------ The records ------

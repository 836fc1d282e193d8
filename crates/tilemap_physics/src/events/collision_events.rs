//! Contact-begin notifications for bodies resolved by [`Physics`](crate::physics::Physics)

use std::collections::HashMap;
use std::hash::Hash;

use super::{difference, ListenerId, ListenerIds};
use crate::foundation::math::Vec2;
use crate::physics::{Shape, ShapeId};

/// A body started touching a shape
#[derive(Debug, Clone, Copy)]
pub struct CollisionEvent<'a> {
    /// The newly touched shape
    pub shape: &'a Shape,
    /// Body velocity before resolution
    pub old_velocity: Vec2,
    /// Body velocity after resolution
    pub new_velocity: Vec2,
    /// Combined contact normal of the step
    pub contact_normal: Vec2,
}

type CollisionListener = Box<dyn FnMut(&CollisionEvent<'_>)>;

#[derive(Default)]
struct Tracker {
    previous: Vec<ShapeId>,
    listeners: Vec<(ListenerId, CollisionListener)>,
}

/// Per-entity contact tracking with enter listeners
///
/// Each notify compares the shapes touched this step with those of the
/// previous step and fires every listener of the entity once per newly
/// touched shape.
pub struct CollisionEvents<K> {
    trackers: HashMap<K, Tracker>,
    ids: ListenerIds,
}

impl<K> Default for CollisionEvents<K> {
    fn default() -> Self {
        Self {
            trackers: HashMap::new(),
            ids: ListenerIds::default(),
        }
    }
}

impl<K: Eq + Hash + Clone> CollisionEvents<K> {
    /// No tracked entities
    pub fn new() -> Self {
        Self::default()
    }

    /// Register a listener for `entity`
    pub fn add<F>(&mut self, entity: K, listener: F) -> ListenerId
    where
        F: FnMut(&CollisionEvent<'_>) + 'static,
    {
        let id = self.ids.allocate();
        self.trackers
            .entry(entity)
            .or_default()
            .listeners
            .push((id, Box::new(listener)));
        id
    }

    /// Unregister a listener; false if it was not registered for `entity`
    pub fn remove(&mut self, entity: &K, id: ListenerId) -> bool {
        let Some(tracker) = self.trackers.get_mut(entity) else {
            return false;
        };
        let before = tracker.listeners.len();
        tracker.listeners.retain(|(listener_id, _)| *listener_id != id);
        tracker.listeners.len() != before
    }

    /// Record the shapes `entity` touches this step and fire enter listeners
    pub fn notify(
        &mut self,
        entity: K,
        shapes: &[&Shape],
        old_velocity: Vec2,
        new_velocity: Vec2,
        contact_normal: Vec2,
    ) {
        let tracker = self.trackers.entry(entity).or_default();
        let current: Vec<ShapeId> = shapes.iter().map(|shape| shape.id()).collect();
        let entered = difference(&current, &tracker.previous);
        for shape in shapes.iter().copied().filter(|shape| entered.contains(&shape.id())) {
            let event = CollisionEvent {
                shape,
                old_velocity,
                new_velocity,
                contact_normal,
            };
            for (_, listener) in &mut tracker.listeners {
                listener(&event);
            }
        }
        tracker.previous = current;
    }

    /// Forget every entity's contacts, keeping listeners
    ///
    /// Shape ids belong to one layer; after the layer is rebuilt or replaced,
    /// the next contact with any shape is a new one.
    pub(crate) fn reset_contacts(&mut self) {
        for tracker in self.trackers.values_mut() {
            tracker.previous.clear();
        }
    }

    /// Drop all state of `entity`; false if it was not tracked
    pub fn forget(&mut self, entity: &K) -> bool {
        self.trackers.remove(entity).is_some()
    }

    /// Number of entities with tracking state
    pub fn tracked_entities(&self) -> usize {
        self.trackers.len()
    }

    /// Shapes `entity` touched in its last notified step
    pub fn current_shapes(&self, entity: &K) -> &[ShapeId] {
        self.trackers
            .get(entity)
            .map_or(&[][..], |tracker| tracker.previous.as_slice())
    }
}

#[cfg(test)]
mod tests {
    use std::cell::RefCell;
    use std::rc::Rc;

    use super::*;
    use crate::geometry::ConvexPolygon;
    use crate::level::ShapeProperties;

    fn shapes(count: usize) -> Vec<Shape> {
        (0..count)
            .map(|i| {
                let left = i as f32 * 10.0;
                Shape::new(
                    ShapeId(i),
                    ConvexPolygon::rectangle_unchecked(left, 0.0, left + 10.0, 10.0),
                    ShapeProperties::default(),
                )
            })
            .collect()
    }

    fn recorder(events: &mut CollisionEvents<u32>, entity: u32) -> (ListenerId, Rc<RefCell<Vec<ShapeId>>>) {
        let seen = Rc::new(RefCell::new(Vec::new()));
        let sink = Rc::clone(&seen);
        let id = events.add(entity, move |event| sink.borrow_mut().push(event.shape.id()));
        (id, seen)
    }

    #[test]
    fn test_enter_fires_once_per_new_shape() {
        let shapes = shapes(3);
        let mut events = CollisionEvents::new();
        let (_, seen) = recorder(&mut events, 1);
        let zero = Vec2::zeros();

        events.notify(1, &[&shapes[0], &shapes[2]], zero, zero, zero);
        assert_eq!(*seen.borrow(), vec![ShapeId(0), ShapeId(2)]);

        events.notify(1, &[&shapes[0], &shapes[1], &shapes[2]], zero, zero, zero);
        assert_eq!(*seen.borrow(), vec![ShapeId(0), ShapeId(2), ShapeId(1)]);

        events.notify(1, &[], zero, zero, zero);
        events.notify(1, &[&shapes[2]], zero, zero, zero);
        assert_eq!(seen.borrow().last(), Some(&ShapeId(2)));
        assert_eq!(seen.borrow().len(), 4);
        assert_eq!(events.current_shapes(&1), &[ShapeId(2)]);
    }

    #[test]
    fn test_event_carries_velocities() {
        let shapes = shapes(1);
        let mut events = CollisionEvents::new();
        let seen = Rc::new(RefCell::new(None));
        let sink = Rc::clone(&seen);
        events.add("player", move |event: &CollisionEvent<'_>| {
            *sink.borrow_mut() = Some((event.old_velocity, event.new_velocity, event.contact_normal));
        });

        let normal = Vec2::new(0.0, -1.0);
        events.notify("player", &[&shapes[0]], Vec2::new(0.0, 50.0), Vec2::zeros(), normal);
        assert_eq!(*seen.borrow(), Some((Vec2::new(0.0, 50.0), Vec2::zeros(), normal)));
    }

    #[test]
    fn test_listeners_are_per_entity_and_removable() {
        let shapes = shapes(1);
        let mut events = CollisionEvents::new();
        let (first, first_seen) = recorder(&mut events, 1);
        let (_, second_seen) = recorder(&mut events, 1);
        let (_, other_seen) = recorder(&mut events, 2);
        let zero = Vec2::zeros();

        assert!(events.remove(&1, first));
        assert!(!events.remove(&1, first));
        assert!(!events.remove(&3, first));

        events.notify(1, &[&shapes[0]], zero, zero, zero);
        assert!(first_seen.borrow().is_empty());
        assert_eq!(*second_seen.borrow(), vec![ShapeId(0)]);
        assert!(other_seen.borrow().is_empty());
    }

    #[test]
    fn test_forget_releases_state() {
        let shapes = shapes(1);
        let mut events: CollisionEvents<u32> = CollisionEvents::new();
        let zero = Vec2::zeros();

        events.notify(7, &[&shapes[0]], zero, zero, zero);
        events.notify(8, &[], zero, zero, zero);
        assert_eq!(events.tracked_entities(), 2);

        assert!(events.forget(&7));
        assert!(!events.forget(&7));
        assert_eq!(events.tracked_entities(), 1);
        assert!(events.current_shapes(&7).is_empty());
    }
}
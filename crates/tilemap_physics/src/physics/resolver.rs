//! Contact accumulation and velocity/position response

use crate::foundation::math::{Vec2, VectorExt};
use crate::geometry::ShapeId;

use super::body::DynamicBody;

/// An accepted contact between a body and one static shape
#[derive(Debug, Clone, Copy, PartialEq)]
pub struct Contact {
    /// Shape the body touches
    pub shape: ShapeId,
    /// Unit normal pointing from the shape toward the body
    pub normal: Vec2,
    /// Penetration vector to subtract from the body position
    pub penetration: Vec2,
    /// Bounce factor of the shape
    pub bounce: f32,
}

/// Contacts accepted during one step, in shape-list order
#[derive(Debug, Clone, Default, PartialEq)]
pub struct ContactSet {
    contacts: Vec<Contact>,
}

impl ContactSet {
    /// Empty set
    pub fn new() -> Self {
        Self::default()
    }

    /// Add an accepted contact
    pub fn push(&mut self, contact: Contact) {
        self.contacts.push(contact);
    }

    /// Iterate in acceptance order
    pub fn iter(&self) -> std::slice::Iter<'_, Contact> {
        self.contacts.iter()
    }

    /// Number of contacts
    pub fn len(&self) -> usize {
        self.contacts.len()
    }

    /// True if nothing was accepted
    pub fn is_empty(&self) -> bool {
        self.contacts.is_empty()
    }

    /// Sum of contact normals (not normalized)
    pub fn normal_sum(&self) -> Vec2 {
        self.contacts.iter().fold(Vec2::zeros(), |sum, contact| sum + contact.normal)
    }

    /// Sum of penetration vectors
    pub fn penetration_sum(&self) -> Vec2 {
        self.contacts
            .iter()
            .fold(Vec2::zeros(), |sum, contact| sum + contact.penetration)
    }

    /// Sum of bounce factors
    pub fn bounce_sum(&self) -> f32 {
        self.contacts.iter().map(|contact| contact.bounce).sum()
    }

    /// Ids of the touched shapes
    pub fn shape_ids(&self) -> impl Iterator<Item = ShapeId> + '_ {
        self.contacts.iter().map(|contact| contact.shape)
    }
}

impl<'a> IntoIterator for &'a ContactSet {
    type Item = &'a Contact;
    type IntoIter = std::slice::Iter<'a, Contact>;

    fn into_iter(self) -> Self::IntoIter {
        self.contacts.iter()
    }
}

/// Outcome of resolving one step, reported to collision listeners
#[derive(Debug, Clone, Copy, PartialEq)]
pub struct Resolution {
    /// Velocity before resolution
    pub old_velocity: Vec2,
    /// Velocity after resolution
    pub new_velocity: Vec2,
    /// Combined unit normal, zero when there were no contacts
    pub contact_normal: Vec2,
}

/// Collision response strategy
pub trait ContactResolver: Send + Sync {
    /// Apply the accepted contacts to the body and report the result
    fn resolve(&self, body: &mut dyn DynamicBody, contacts: &ContactSet) -> Resolution;
}

/// Resolves all contacts of a step at once
///
/// The body is pushed out by the summed penetration. The velocity component
/// along the combined normal is removed and reflected by the summed bounce
/// factors; the tangential component is kept. Overlapping contacts that
/// share a direction therefore over-correct; that is accepted in exchange
/// for a single pass.
#[derive(Debug, Clone, Copy, Default)]
pub struct SinglePassResolver;

impl ContactResolver for SinglePassResolver {
    fn resolve(&self, body: &mut dyn DynamicBody, contacts: &ContactSet) -> Resolution {
        let old_velocity = body.velocity();
        if contacts.is_empty() {
            body.set_contact_normal(Vec2::zeros());
            body.blocked_mut().accumulate(&Vec2::zeros());
            return Resolution {
                old_velocity,
                new_velocity: old_velocity,
                contact_normal: Vec2::zeros(),
            };
        }

        body.set_position(body.position() - contacts.penetration_sum());

        let normal = contacts.normal_sum().normalized_or_zero();
        let normal_velocity = normal * old_velocity.dot(&normal);
        let tangent_velocity = old_velocity - normal_velocity;
        let new_velocity = tangent_velocity - normal_velocity * contacts.bounce_sum();

        body.set_velocity(new_velocity);
        body.set_contact_normal(normal);
        body.blocked_mut().accumulate(&normal);

        Resolution {
            old_velocity,
            new_velocity,
            contact_normal: normal,
        }
    }
}
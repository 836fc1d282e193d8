//! Logging utilities and structured logging support

pub use log::{debug, info, warn, error, trace};

/// Initialize the logging system
///
/// Safe to call more than once; only the first call installs the logger.
pub fn init() {
    let _ = env_logger::try_init();
}

/// Initialize logging for unit tests (output captured by the test harness)
#[cfg(test)]
pub(crate) fn init_test() {
    let _ = env_logger::builder().is_test(true).try_init();
}
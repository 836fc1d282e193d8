//! # Tilemap Physics
//!
//! Static-geometry collision for 2D tile-based levels.
//!
//! ## Features
//!
//! - **Level geometry**: polygon and (rotated) rectangle objects of a Tiled
//!   object layer become convex collision shapes; concave polygons are
//!   decomposed
//! - **Broad phase**: a static quadtree over the shape bounds
//! - **Narrow phase**: Separating Axis Theorem with minimum translation vector
//! - **Response**: position correction, bounce, one-way platforms and
//!   sticky blocked flags
//! - **Events**: contact-begin notifications and enter/leave trigger regions
//!
//! ## Quick Start
//!
//! ```rust,no_run
//! use std::sync::Arc;
//! use tilemap_physics::prelude::*;
//!
//! fn main() -> Result<(), Box<dyn std::error::Error>> {
//!     let map = Arc::new(TileMap::from_json_file("level.json")?);
//!     let mut physics: Physics<u32> = Physics::new(map);
//!     physics.enable_object_layer("collision")?;
//!
//!     let mut player = Body::new(40.0, 80.0, 10.0, 10.0).with_velocity(0.0, 50.0);
//!     player.reset_blocked();
//!     player.advance(1.0 / 60.0);
//!     physics.collide_with(1, &mut player);
//!
//!     if player.blocked.contains(Blocked::DOWN) {
//!         // on the ground
//!     }
//!     Ok(())
//! }
//! ```

#![warn(missing_docs)]
#![warn(clippy::all, clippy::pedantic, clippy::nursery)]
#![allow(clippy::module_name_repetitions, clippy::similar_names, clippy::too_many_arguments)]

pub mod config;
pub mod events;
pub mod foundation;
pub mod geometry;
pub mod level;
pub mod physics;
pub mod spatial;

/// Common imports for crate users
pub mod prelude {
    pub use crate::{
        config::{Config, ConfigError, PhysicsConfig},
        events::{CollisionEvent, CollisionEvents, ListenerId, RegionEvent, RegionEvents},
        foundation::math::{Vec2, VectorExt},
        geometry::{Aabb, ConvexDecomposer, ConvexPolygon, EarClipDecomposer, GeometryError, Range},
        level::{LevelError, MapLayer, MapObject, ShapeProperties, Side, TileMap},
        physics::{Blocked, Body, ContactResolver, DynamicBody, Physics, PhysicsError, Shape, ShapeId, ShapeLayer},
    };
}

------

* [The problem]: Report the count, and only the count, of lines in the records above that contain "geometry".

* [Output of the exercise]: 6